The year-over-year hits are not evenly spread. According to Electric Choice’s April 2026 state data, Ohio jumped 19.4 percent from a year ago. New Jersey, 16.8 percent. Maryland, 15.9 percent. New Hampshire, 15.1 percent. New York, 14.6 percent. The East Coast and the Great Lakes are carrying the load. Vermont, Maine, and North Dakota drivers stayed cheap. Everybody else, it landed.
Show the math. A U.S. household using roughly the national-average 850 kilowatt-hours a month at 15.04 cents was paying about $128 a month in 2022. At 18.83 cents today, that same household pays about $160 a month, or $385 more a year. In Ohio at 19.4 percent this year alone, an average bill jumped roughly $25 a month from spring 2025.
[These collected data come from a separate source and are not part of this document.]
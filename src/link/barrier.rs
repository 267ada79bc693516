//! Validation barriers for decoded avionics words.
//!
//! Barriers run in a fixed order and the first rejection wins:
//! parity, then plausibility (allow-list and per-label rate limit).

use super::arinc::{has_odd_parity, label};
use log::debug;

/// Default minimum gap between two accepted words with the same label (50 Hz).
pub const DEFAULT_MIN_INTERVAL_MS: u32 = 20;

/// Outcome of the barrier chain for one word.
#[derive(Clone, Copy, Debug, PartialEq, Eq)]
pub enum Verdict {
    Accepted,
    BadParity,
    /// Label is not on the allow-list.
    LabelNotAllowed(u8),
    /// Label arrived before its minimum interval elapsed.
    RateLimited(u8),
}

#[derive(Clone, Copy, Debug, Default, PartialEq, Eq)]
struct LabelRecord {
    allowed: bool,
    /// Time of the last accepted occurrence, `None` before the first one.
    last_accepted_ms: Option<u32>,
}

/// Per-label allow-list and rate limiter.
#[derive(Clone, Debug)]
pub struct Plausibility {
    labels: [LabelRecord; 256],
    min_interval_ms: u32,
}

impl Plausibility {
    /// Creates a table with an empty allow-list.
    pub fn new(min_interval_ms: u32) -> Self {
        Self {
            labels: [LabelRecord::default(); 256],
            min_interval_ms,
        }
    }

    /// Creates a table allowing `labels`.
    pub fn with_allowed(min_interval_ms: u32, labels: &[u8]) -> Self {
        let mut table = Self::new(min_interval_ms);
        for label in labels {
            table.allow(*label);
        }
        table
    }

    pub fn allow(&mut self, label: u8) {
        self.labels[label as usize].allowed = true;
    }

    pub fn deny(&mut self, label: u8) {
        self.labels[label as usize].allowed = false;
    }

    pub fn is_allowed(&self, label: u8) -> bool {
        self.labels[label as usize].allowed
    }

    pub fn min_interval_ms(&self) -> u32 {
        self.min_interval_ms
    }

    pub fn last_accepted_ms(&self, label: u8) -> Option<u32> {
        self.labels[label as usize].last_accepted_ms
    }

    /// Checks `label` at `now_ms` and records it when accepted.
    ///
    /// Intervals use wrapping subtraction so clock wrap-around is tolerated.
    pub fn check(&mut self, label: u8, now_ms: u32) -> Verdict {
        let record = &mut self.labels[label as usize];
        if !record.allowed {
            return Verdict::LabelNotAllowed(label);
        }
        if let Some(last) = record.last_accepted_ms {
            if now_ms.wrapping_sub(last) < self.min_interval_ms {
                return Verdict::RateLimited(label);
            }
        }
        record.last_accepted_ms = Some(now_ms);
        Verdict::Accepted
    }
}

/// Ordered chain of acceptance tests.
#[derive(Clone, Debug)]
pub struct BarrierChain {
    plausibility: Plausibility,
}

impl BarrierChain {
    pub fn new(plausibility: Plausibility) -> Self {
        Self { plausibility }
    }

    pub fn plausibility(&self) -> &Plausibility {
        &self.plausibility
    }

    pub fn plausibility_mut(&mut self) -> &mut Plausibility {
        &mut self.plausibility
    }

    /// Classifies a word that already passed the codec.
    pub fn evaluate(&mut self, word: u32, now_ms: u32) -> Verdict {
        if !has_odd_parity(word) {
            debug!("Parity barrier rejected 0x{:08X}", word);
            return Verdict::BadParity;
        }
        let verdict = self.plausibility.check(label(word), now_ms);
        if verdict != Verdict::Accepted {
            debug!("Plausibility barrier rejected 0x{:08X}: {:?}", word, verdict);
        }
        verdict
    }
}
use super::sites::SiteId;
use std::fmt;

/// Default depth of the event ring buffer.
pub const EVENT_LOG_DEPTH: usize = 128;

/// Which decisions end up in the event log.
#[derive(Clone, Copy, Debug, Default, PartialEq, Eq, serde::Deserialize)]
#[serde(rename_all = "snake_case")]
pub enum RecordMode {
    /// Only decisions that fired.
    FiredOnly,
    /// Every decision that passed the enable and mask gates.
    #[default]
    AllDecisions,
}

/// One recorded fault decision.
#[derive(Clone, Copy, Debug, PartialEq, Eq)]
pub struct FiEvent {
    pub ts_ms: u32,
    pub site: SiteId,
    pub fired: bool,
    /// Hit count of the site at evaluation time.
    pub hit: u32,
    /// Opaque diagnostic words supplied by the call site.
    pub extra: u32,
    pub data_peek: u32,
}

impl fmt::Display for FiEvent {
    fn fmt(&self, f: &mut fmt::Formatter<'_>) -> fmt::Result {
        write!(
            f,
            "[{:>8} ms] {:<18} {} hit={} extra=0x{:08X} peek=0x{:08X}",
            self.ts_ms,
            self.site.to_string(),
            if self.fired { "FIRE" } else { "pass" },
            self.hit,
            self.extra,
            self.data_peek
        )
    }
}

/// Fixed capacity ring buffer of [`FiEvent`]s.
///
/// Once full, every write overwrites the oldest entry.
#[derive(Clone, Debug)]
pub struct EventLog<const N: usize = EVENT_LOG_DEPTH> {
    entries: [Option<FiEvent>; N],
    written: u64,
}

impl<const N: usize> EventLog<N> {
    pub fn new() -> Self {
        Self {
            entries: [None; N],
            written: 0,
        }
    }

    pub(crate) fn push(&mut self, event: FiEvent) {
        if N == 0 {
            return;
        }
        let slot = (self.written % N as u64) as usize;
        self.entries[slot] = Some(event);
        self.written += 1;
    }

    /// Total number of events ever written, including overwritten ones.
    pub fn total_written(&self) -> u64 {
        self.written
    }

    pub fn len(&self) -> usize {
        self.written.min(N as u64) as usize
    }

    pub fn is_empty(&self) -> bool {
        self.written == 0
    }

    pub fn capacity(&self) -> usize {
        N
    }

    /// Iterates from the oldest retained event to the newest.
    pub fn iter(&self) -> impl Iterator<Item = &FiEvent> + '_ {
        let len = self.len();
        let start = if N == 0 {
            0
        } else {
            ((self.written - len as u64) % N as u64) as usize
        };
        (0..len).filter_map(move |offset| self.entries[(start + offset) % N].as_ref())
    }

    pub fn latest(&self) -> Option<&FiEvent> {
        self.iter().last()
    }
}

impl<const N: usize> Default for EventLog<N> {
    fn default() -> Self {
        Self::new()
    }
}
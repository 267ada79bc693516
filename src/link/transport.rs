//! Transport and clock collaborators of the link.
//!
//! [`LoopbackTransport`] connects two endpoints in memory over a pair of
//! `crossbeam-channel` byte wires. Outgoing bytes are only moved onto the wire
//! by [`LoopbackTransport::pump`], a few at a time, so that send progress is
//! observable by polling like on a real UART.

use crossbeam_channel::{unbounded, Receiver, Sender};
use log::debug;
use std::collections::VecDeque;
use std::sync::atomic::{AtomicU32, Ordering};
use std::sync::Arc;

/// Immediate result of a non-blocking send request.
#[derive(Clone, Copy, Debug, PartialEq, Eq)]
pub enum SendStatus {
    /// Transfer started.
    Success,
    /// A transfer is already in flight, try again later.
    Busy,
    /// The transport refused the request.
    Error,
}

/// Byte transport consumed by the link endpoints. No method may block.
pub trait Transport {
    fn send_nonblocking(&mut self, bytes: &[u8]) -> SendStatus;

    fn read_byte_nonblocking(&mut self) -> Option<u8>;

    /// Bytes of the current transfer that left the transport so far.
    fn bytes_sent_so_far(&self) -> u32;

    /// True while a started transfer has bytes left to send.
    fn send_in_progress(&self) -> bool;

    /// Cancels the current transfer. No-op when idle.
    fn abort_send(&mut self);
}

/// Monotonic millisecond source. Wrap-around is allowed.
pub trait Clock {
    fn now_ms(&self) -> u32;
}

/// Millisecond counter shared between a tick source and the main loop.
///
/// The counter is the only state shared across threads; it is written with
/// a single atomic add and read with a single atomic load.
#[derive(Clone, Debug, Default)]
pub struct TickClock {
    millis: Arc<AtomicU32>,
}

impl TickClock {
    pub fn new() -> Self {
        Self::default()
    }

    /// Advances the clock, wrapping at `u32::MAX`.
    pub fn advance(&self, ms: u32) {
        self.millis.fetch_add(ms, Ordering::Release);
    }
}

impl Clock for TickClock {
    fn now_ms(&self) -> u32 {
        self.millis.load(Ordering::Acquire)
    }
}

/// In-memory transport endpoint.
#[derive(Debug)]
pub struct LoopbackTransport {
    wire_out: Sender<u8>,
    wire_in: Receiver<u8>,
    pending: VecDeque<u8>,
    sent_so_far: u32,
    bytes_per_pump: usize,
    paused: bool,
    fail_next_send: bool,
}

impl LoopbackTransport {
    /// Creates two endpoints wired to each other.
    pub fn pair(bytes_per_pump: usize) -> (Self, Self) {
        let (a_to_b, b_from_a) = unbounded();
        let (b_to_a, a_from_b) = unbounded();
        (
            Self::new(a_to_b, a_from_b, bytes_per_pump),
            Self::new(b_to_a, b_from_a, bytes_per_pump),
        )
    }

    fn new(wire_out: Sender<u8>, wire_in: Receiver<u8>, bytes_per_pump: usize) -> Self {
        Self {
            wire_out,
            wire_in,
            pending: VecDeque::new(),
            sent_so_far: 0,
            bytes_per_pump: bytes_per_pump.max(1),
            paused: false,
            fail_next_send: false,
        }
    }

    /// Moves up to `bytes_per_pump` pending bytes onto the wire.
    ///
    /// Returns the number of bytes moved. A disconnected peer swallows the
    /// bytes, like an unplugged cable.
    pub fn pump(&mut self) -> usize {
        if self.paused {
            return 0;
        }
        let count = self.bytes_per_pump.min(self.pending.len());
        for byte in self.pending.drain(..count) {
            if self.wire_out.send(byte).is_err() {
                debug!("Loopback peer disconnected, byte 0x{:02X} lost", byte);
            }
        }
        self.sent_so_far = self.sent_so_far.wrapping_add(count as u32);
        count
    }

    /// Freezes the wire so that a transfer makes no progress.
    pub fn set_paused(&mut self, paused: bool) {
        self.paused = paused;
    }

    /// Makes the next send request fail with [`SendStatus::Error`].
    pub fn fail_next_send(&mut self) {
        self.fail_next_send = true;
    }

    /// Pushes raw bytes onto the wire, bypassing the transfer machinery.
    pub fn inject_raw(&self, bytes: &[u8]) {
        for byte in bytes {
            if self.wire_out.send(*byte).is_err() {
                break;
            }
        }
    }

    pub fn pending_len(&self) -> usize {
        self.pending.len()
    }
}

impl Transport for LoopbackTransport {
    fn send_nonblocking(&mut self, bytes: &[u8]) -> SendStatus {
        if std::mem::take(&mut self.fail_next_send) {
            return SendStatus::Error;
        }
        if !self.pending.is_empty() {
            return SendStatus::Busy;
        }
        self.pending.extend(bytes.iter().copied());
        self.sent_so_far = 0;
        SendStatus::Success
    }

    fn read_byte_nonblocking(&mut self) -> Option<u8> {
        self.wire_in.try_recv().ok()
    }

    fn bytes_sent_so_far(&self) -> u32 {
        self.sent_so_far
    }

    fn send_in_progress(&self) -> bool {
        !self.pending.is_empty()
    }

    fn abort_send(&mut self) {
        self.pending.clear();
    }
}

#[cfg(test)]
mod tests {
    use super::*;

    fn drain(transport: &mut LoopbackTransport) -> Vec<u8> {
        std::iter::from_fn(|| transport.read_byte_nonblocking()).collect()
    }

    #[test]
    fn bytes_cross_the_wire_per_pump() {
        let (mut a, mut b) = LoopbackTransport::pair(2);
        assert_eq!(a.send_nonblocking(&[1, 2, 3]), SendStatus::Success);
        assert!(a.send_in_progress());
        assert_eq!(a.pump(), 2);
        assert_eq!(a.bytes_sent_so_far(), 2);
        assert_eq!(drain(&mut b), vec![1, 2]);
        assert_eq!(a.pump(), 1);
        assert!(!a.send_in_progress());
        assert_eq!(a.bytes_sent_so_far(), 3);
        assert_eq!(drain(&mut b), vec![3]);
    }

    #[test]
    fn busy_while_in_flight() {
        let (mut a, _b) = LoopbackTransport::pair(1);
        assert_eq!(a.send_nonblocking(&[9, 9]), SendStatus::Success);
        assert_eq!(a.send_nonblocking(&[7]), SendStatus::Busy);
        a.abort_send();
        assert_eq!(a.send_nonblocking(&[7]), SendStatus::Success);
        assert_eq!(a.bytes_sent_so_far(), 0);
    }

    #[test]
    fn error_hook_fires_once() {
        let (mut a, _b) = LoopbackTransport::pair(1);
        a.fail_next_send();
        assert_eq!(a.send_nonblocking(&[1]), SendStatus::Error);
        assert_eq!(a.send_nonblocking(&[1]), SendStatus::Success);
    }

    #[test]
    fn paused_wire_makes_no_progress() {
        let (mut a, mut b) = LoopbackTransport::pair(4);
        a.send_nonblocking(&[1, 2]);
        a.set_paused(true);
        assert_eq!(a.pump(), 0);
        assert_eq!(a.bytes_sent_so_far(), 0);
        assert!(drain(&mut b).is_empty());
    }

    #[test]
    fn tick_clock_wraps() {
        let clock = TickClock::new();
        clock.advance(u32::MAX);
        clock.advance(11);
        assert_eq!(clock.now_ms(), 10);
        let shared = clock.clone();
        shared.advance(5);
        assert_eq!(clock.now_ms(), 15);
    }
}
use super::EngineError;
use std::fmt;

/// Number of fault injection sites.
pub const SITE_COUNT: usize = 7;

/// Fault injection points of the link.
///
/// The ordinal of a site is also its bit in the engine feature mask.
#[derive(Clone, Copy, Debug, PartialEq, Eq, Hash, PartialOrd, Ord)]
#[repr(u8)]
pub enum SiteId {
    /// Bit flips on received bytes before they reach the parser.
    RxCorrupt = 0,
    /// Label substitution on transmitted avionics words.
    LabelTamper = 1,
    /// Forced bad parity on transmitted avionics words.
    ParityTamper = 2,
    /// Transmit API reports busy without touching the transport.
    TxApiFail = 3,
    /// Transfer completion is lost, the stall monitor has to recover.
    TxStall = 4,
    /// Burst noise on outbound word frames.
    TxNoise = 5,
    /// Memory bit flips on outbound telemetry frames.
    MemBitFlip = 6,
}

/// All sites in ordinal order.
pub const ALL_SITES: [SiteId; SITE_COUNT] = [
    SiteId::RxCorrupt,
    SiteId::LabelTamper,
    SiteId::ParityTamper,
    SiteId::TxApiFail,
    SiteId::TxStall,
    SiteId::TxNoise,
    SiteId::MemBitFlip,
];

impl SiteId {
    pub fn index(self) -> usize {
        self as usize
    }

    /// Bit of this site in the engine feature mask.
    pub fn mask_bit(self) -> u32 {
        1 << (self as u32)
    }

    /// Short name used by the control surface.
    pub fn cli_name(self) -> &'static str {
        match self {
            SiteId::RxCorrupt => "rx",
            SiteId::LabelTamper => "label",
            SiteId::ParityTamper => "parity",
            SiteId::TxApiFail => "txbusy",
            SiteId::TxStall => "txstall",
            SiteId::TxNoise => "noise",
            SiteId::MemBitFlip => "mem",
        }
    }

    /// Look up a site by its control name or its upper case log name.
    pub fn from_name(input: &str) -> Result<Self, EngineError> {
        ALL_SITES
            .iter()
            .copied()
            .find(|site| {
                site.cli_name().eq_ignore_ascii_case(input) || site.to_string() == input
            })
            .ok_or_else(|| EngineError::UnknownSite(input.to_string()))
    }
}

impl fmt::Display for SiteId {
    fn fmt(&self, f: &mut fmt::Formatter<'_>) -> fmt::Result {
        let name = match self {
            SiteId::RxCorrupt => "RX_CORRUPT",
            SiteId::LabelTamper => "A429_LABEL_TAMPER",
            SiteId::ParityTamper => "A429_PARITY_TAMPER",
            SiteId::TxApiFail => "TX_API_FAIL",
            SiteId::TxStall => "TX_STALL",
            SiteId::TxNoise => "TX_NOISE",
            SiteId::MemBitFlip => "MEM_BITFLIP",
        };
        f.write_str(name)
    }
}

/// How an every-N policy behaves once its hit count reaches N.
#[derive(Clone, Copy, Debug, Default, PartialEq, Eq, serde::Deserialize)]
#[serde(rename_all = "snake_case")]
pub enum Trigger {
    /// Eligible on the N-th hit only, then spent until rearmed.
    #[default]
    OneShot,
    /// Eligible whenever `hit_count % n == 0`.
    Repeating,
}

/// Quantity a window policy is compared against.
#[derive(Clone, Copy, Debug, Default, PartialEq, Eq, serde::Deserialize)]
#[serde(rename_all = "snake_case")]
pub enum WindowBasis {
    #[default]
    Hits,
    Millis,
}

/// Arming policy of a site.
#[derive(Clone, Copy, Debug, Default, PartialEq, Eq)]
pub enum Policy {
    #[default]
    Disabled,
    EveryN { n: u32, trigger: Trigger },
    /// Half open window `[start, end)`.
    Window {
        start: u32,
        end: u32,
        basis: WindowBasis,
    },
}

impl Policy {
    pub fn validate(&self) -> Result<(), EngineError> {
        match *self {
            Policy::EveryN { n: 0, .. } => Err(EngineError::ZeroInterval),
            Policy::Window { start, end, .. } if end < start => {
                Err(EngineError::InvertedWindow { start, end })
            }
            _ => Ok(()),
        }
    }
}

impl fmt::Display for Policy {
    fn fmt(&self, f: &mut fmt::Formatter<'_>) -> fmt::Result {
        match self {
            Policy::Disabled => write!(f, "disabled"),
            Policy::EveryN { n, trigger } => match trigger {
                Trigger::OneShot => write!(f, "every {n} (one-shot)"),
                Trigger::Repeating => write!(f, "every {n} (repeating)"),
            },
            Policy::Window { start, end, basis } => match basis {
                WindowBasis::Hits => write!(f, "window [{start},{end}) hits"),
                WindowBasis::Millis => write!(f, "window [{start},{end}) ms"),
            },
        }
    }
}

/// Snapshot of the counters of one site.
#[derive(Clone, Copy, Debug, Default, PartialEq, Eq)]
pub struct SiteCounters {
    pub hit: u32,
    pub fire: u32,
}

/// Configuration and counters of one site.
#[derive(Clone, Copy, Debug, PartialEq, Eq)]
pub struct SiteState {
    pub policy: Policy,
    pub hit_count: u32,
    pub fire_count: u32,
    /// Number of bits flipped per corrupted byte.
    pub bits_to_flip: u8,
    /// One-shot policy already consumed its single eligible hit.
    spent: bool,
}

impl Default for SiteState {
    fn default() -> Self {
        Self {
            policy: Policy::Disabled,
            hit_count: 0,
            fire_count: 0,
            bits_to_flip: 1,
            spent: false,
        }
    }
}

impl SiteState {
    /// Records a hit and tells whether the policy makes this hit eligible.
    ///
    /// `now_ms` is only consulted by millisecond windows.
    pub(crate) fn register_hit(&mut self, now_ms: u32) -> bool {
        self.hit_count = self.hit_count.wrapping_add(1);
        match self.policy {
            Policy::Disabled => false,
            Policy::EveryN { n, trigger } => {
                if n == 0 {
                    return false;
                }
                match trigger {
                    Trigger::OneShot => {
                        if self.spent || self.hit_count != n {
                            return false;
                        }
                        self.spent = true;
                        true
                    }
                    Trigger::Repeating => self.hit_count % n == 0,
                }
            }
            Policy::Window { start, end, basis } => {
                let value = match basis {
                    WindowBasis::Hits => self.hit_count,
                    WindowBasis::Millis => now_ms,
                };
                value >= start && value < end
            }
        }
    }

    pub fn counters(&self) -> SiteCounters {
        SiteCounters {
            hit: self.hit_count,
            fire: self.fire_count,
        }
    }

    pub fn is_spent(&self) -> bool {
        self.spent
    }
}

/// Fixed table of all sites, indexed by [`SiteId`].
#[derive(Clone, Debug, Default, PartialEq, Eq)]
pub struct SiteTable {
    sites: [SiteState; SITE_COUNT],
}

impl SiteTable {
    pub fn new() -> Self {
        Self::default()
    }

    /// Replaces the policy of a site and rearms one-shot triggers.
    ///
    /// Counters are kept so that `hit >= fire` holds across rearming.
    pub fn configure(&mut self, site: SiteId, policy: Policy) -> Result<(), EngineError> {
        policy.validate()?;
        let state = &mut self.sites[site.index()];
        state.policy = policy;
        state.spent = false;
        Ok(())
    }

    /// Forces every site to [`Policy::Disabled`].
    pub fn disable_all(&mut self) {
        for state in self.sites.iter_mut() {
            state.policy = Policy::Disabled;
            state.spent = false;
        }
    }

    pub fn set_bits_to_flip(&mut self, site: SiteId, bits: u8) {
        self.sites[site.index()].bits_to_flip = bits.max(1);
    }

    pub fn counters(&self, site: SiteId) -> SiteCounters {
        self.sites[site.index()].counters()
    }

    pub fn get(&self, site: SiteId) -> &SiteState {
        &self.sites[site.index()]
    }

    pub(crate) fn get_mut(&mut self, site: SiteId) -> &mut SiteState {
        &mut self.sites[site.index()]
    }

    /// Iterates over `(site, state)` pairs in ordinal order.
    pub fn iter(&self) -> impl Iterator<Item = (SiteId, &SiteState)> {
        ALL_SITES.iter().copied().zip(self.sites.iter())
    }
}

#[cfg(test)]
mod tests {
    use super::*;

    #[test]
    fn site_names_round_trip() {
        for site in ALL_SITES {
            assert_eq!(SiteId::from_name(site.cli_name()).unwrap(), site);
            assert_eq!(SiteId::from_name(&site.to_string()).unwrap(), site);
        }
        assert!(SiteId::from_name("bogus").is_err());
    }

    #[test]
    fn mask_bits_are_distinct() {
        let all = ALL_SITES.iter().fold(0u32, |acc, s| acc | s.mask_bit());
        assert_eq!(all.count_ones() as usize, SITE_COUNT);
    }

    #[test]
    fn one_shot_is_eligible_once() {
        let mut state = SiteState {
            policy: Policy::EveryN {
                n: 3,
                trigger: Trigger::OneShot,
            },
            ..Default::default()
        };
        let eligible: Vec<bool> = (0..10).map(|_| state.register_hit(0)).collect();
        assert_eq!(eligible.iter().filter(|e| **e).count(), 1);
        assert!(eligible[2]);
        assert!(state.is_spent());
    }

    #[test]
    fn repeating_follows_modulus() {
        let mut state = SiteState {
            policy: Policy::EveryN {
                n: 4,
                trigger: Trigger::Repeating,
            },
            ..Default::default()
        };
        let hits: Vec<u32> = (1..=12).filter(|_| state.register_hit(0)).collect();
        assert_eq!(hits, vec![4, 8, 12]);
    }

    #[test]
    fn millisecond_window_uses_clock() {
        let mut state = SiteState {
            policy: Policy::Window {
                start: 100,
                end: 200,
                basis: WindowBasis::Millis,
            },
            ..Default::default()
        };
        assert!(!state.register_hit(99));
        assert!(state.register_hit(100));
        assert!(state.register_hit(199));
        assert!(!state.register_hit(200));
    }

    #[test]
    fn configure_rejects_invalid_policies() {
        let mut table = SiteTable::new();
        assert!(table
            .configure(
                SiteId::RxCorrupt,
                Policy::EveryN {
                    n: 0,
                    trigger: Trigger::OneShot
                }
            )
            .is_err());
        assert!(table
            .configure(
                SiteId::TxStall,
                Policy::Window {
                    start: 10,
                    end: 5,
                    basis: WindowBasis::Hits
                }
            )
            .is_err());
        assert_eq!(table.get(SiteId::TxStall).policy, Policy::Disabled);
    }

    #[test]
    fn disable_all_clears_every_policy() {
        let mut table = SiteTable::new();
        for site in ALL_SITES {
            table
                .configure(
                    site,
                    Policy::EveryN {
                        n: 1,
                        trigger: Trigger::Repeating,
                    },
                )
                .unwrap();
        }
        table.disable_all();
        assert!(table.iter().all(|(_, s)| s.policy == Policy::Disabled));
    }
}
Do this now. Two moves, in order.
First, check whether you live in a deregulated state. Texas, Pennsylvania, Ohio, Illinois, New Jersey, Maryland, New York, and Massachusetts let residential customers pick their electricity supplier separately from the utility that delivers the power. Default rates often lag competitive offers, sometimes by 10 to 20 percent. Use your state’s official comparison site (Texas: powertochoose.org, Pennsylvania: papowerswitch.com, Ohio: energychoice.ohio.gov). Shop a fixed-rate 12-month plan and read the fine print for early-termination fees. Signing up takes about ten minutes online.
Second, if you’re not in a deregulated state, call your utility and ask two questions. Do you have a time-of-use rate that would save me money on my usage pattern? And do you offer a free home energy audit? Both are underused. The audit tells you which appliance is the hog. The time-of-use rate lets you push laundry, dishwasher, and EV charging into off-peak windows for real savings without changing anything else.
If your bill is already low or you rent and don’t pay the utility directly, file this away. When you sign a new lease or buy a home, the state you land in shapes your utilities budget for years. If you’re a homeowner in a sunny state and want to end the utility relationship entirely, our solar comparison hub lays out the payback math.
The AI boom is not your fight. But you are helping pay for the poles it needs. Shop the rate.